Un estadio es una cosa muy seria. Ningún estadio se parece a otro. Y la arquitectura, en materia de estadios, constituye un elemento secundario. Anfield, el estadio del Liverpool, es pequeño y contrahecho. Pero nadie puede evitar un escalofrío cuando, en el camino de los vestuarios al césped, toca la placa que colocó Bill Shankly, This is Anfield, "para recordar a nuestros muchachos qué camiseta defienden, y a nuestros adversarios contra quién juegan".

Los estadios se hacen, en realidad, con emociones. Con historia y con personas. La casa que construyó Kubala, la casa que acogió a Cruyff, Maradona y Romario, la casa que hereda Messi, acumula ya 50 años de mística particular. El Camp Nou es célebre en todo el planeta, recibe a millares de turistas y causa impresión al primerizo: tan grande, tan lleno, tan luminoso.

Sobre el Camp Nou flota, sin embargo, una nube fría. Quizá porque los catalanes hemos incorporado a nuestro ADN un histórico déficit institucional, tendemos a convertirlo todo en institución. En el estadio-institución se goza y se sufre con escepticismo. Se exige, se tolera, se rechaza. Se soporta mal la contrariedad. Se mantiene la cabeza clara.
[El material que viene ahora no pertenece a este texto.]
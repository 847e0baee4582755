//! SendLocalList handler

use std::sync::Arc;

use rust_ocpp::v1_6::messages::send_local_list::{SendLocalListRequest, SendLocalListResponse};
use rust_ocpp::v1_6::types::{UpdateStatus, UpdateType};
use serde_json::Value;
use tracing::{info, warn};

use crate::storage::LocalListEntry;
use crate::support::errors::CallErrorCode;

use super::{parse_payload, Dispatcher};

pub async fn handle(
    dispatcher: &Arc<Dispatcher>,
    payload: &Value,
) -> Result<Value, (CallErrorCode, String)> {
    let req: SendLocalListRequest = parse_payload(payload)?;

    info!(
        list_version = req.list_version,
        update_type = ?req.update_type,
        entries = req.local_authorization_list.as_ref().map_or(0, Vec::len),
        "SendLocalList"
    );

    let respond = |status: UpdateStatus| {
        let response = SendLocalListResponse { status };
        Ok(serde_json::to_value(&response).unwrap_or_default())
    };

    if !dispatcher.device_model.local_auth_list_enabled() {
        return respond(UpdateStatus::NotSupported);
    }

    let entries: Vec<LocalListEntry> = req
        .local_authorization_list
        .unwrap_or_default()
        .into_iter()
        .map(|data| LocalListEntry {
            id_tag: data.id_tag,
            info: data.id_tag_info,
        })
        .collect();

    if entries.len() > dispatcher.device_model.send_local_list_max_length() {
        return respond(UpdateStatus::Failed);
    }

    let full_update = req.update_type == UpdateType::Full;
    let current = dispatcher.storage.local_list_version().await.unwrap_or(0);

    // a differential update must move the version strictly forward
    if !full_update && req.list_version <= current {
        return respond(UpdateStatus::VersionMismatch);
    }

    if !full_update {
        let size = dispatcher.storage.local_list_size().await.unwrap_or(0);
        if size + entries.len() > dispatcher.device_model.local_auth_list_max_length() {
            return respond(UpdateStatus::Failed);
        }
    }

    match dispatcher
        .storage
        .apply_local_list(req.list_version, &entries, full_update)
        .await
    {
        Ok(()) => respond(UpdateStatus::Accepted),
        Err(e) => {
            warn!(error = %e, "Failed to apply local list");
            respond(UpdateStatus::Failed)
        }
    }
}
El carácter institucional dificulta la embriaguez del alma y favorece un sonido peculiar, una mezcla de siseo y chasquido de lengua, un zumbido que puede ser alegre o triste, pero está más cerca del silencio que del estallido.

Cada 16 de mayo habría que hacer una fiesta e invitar a Rexach y Carrasco (ambos están a mano) para que reprodujeran, como Aldo Poy, los dos goles de la prórroga de Basilea, aquella final tan hambrienta, desquiciada y trascendental. Si el Camp Nou sonara como sonó una vez, en 1979, un estadio de Basilea, sería el mejor estadio del mundo.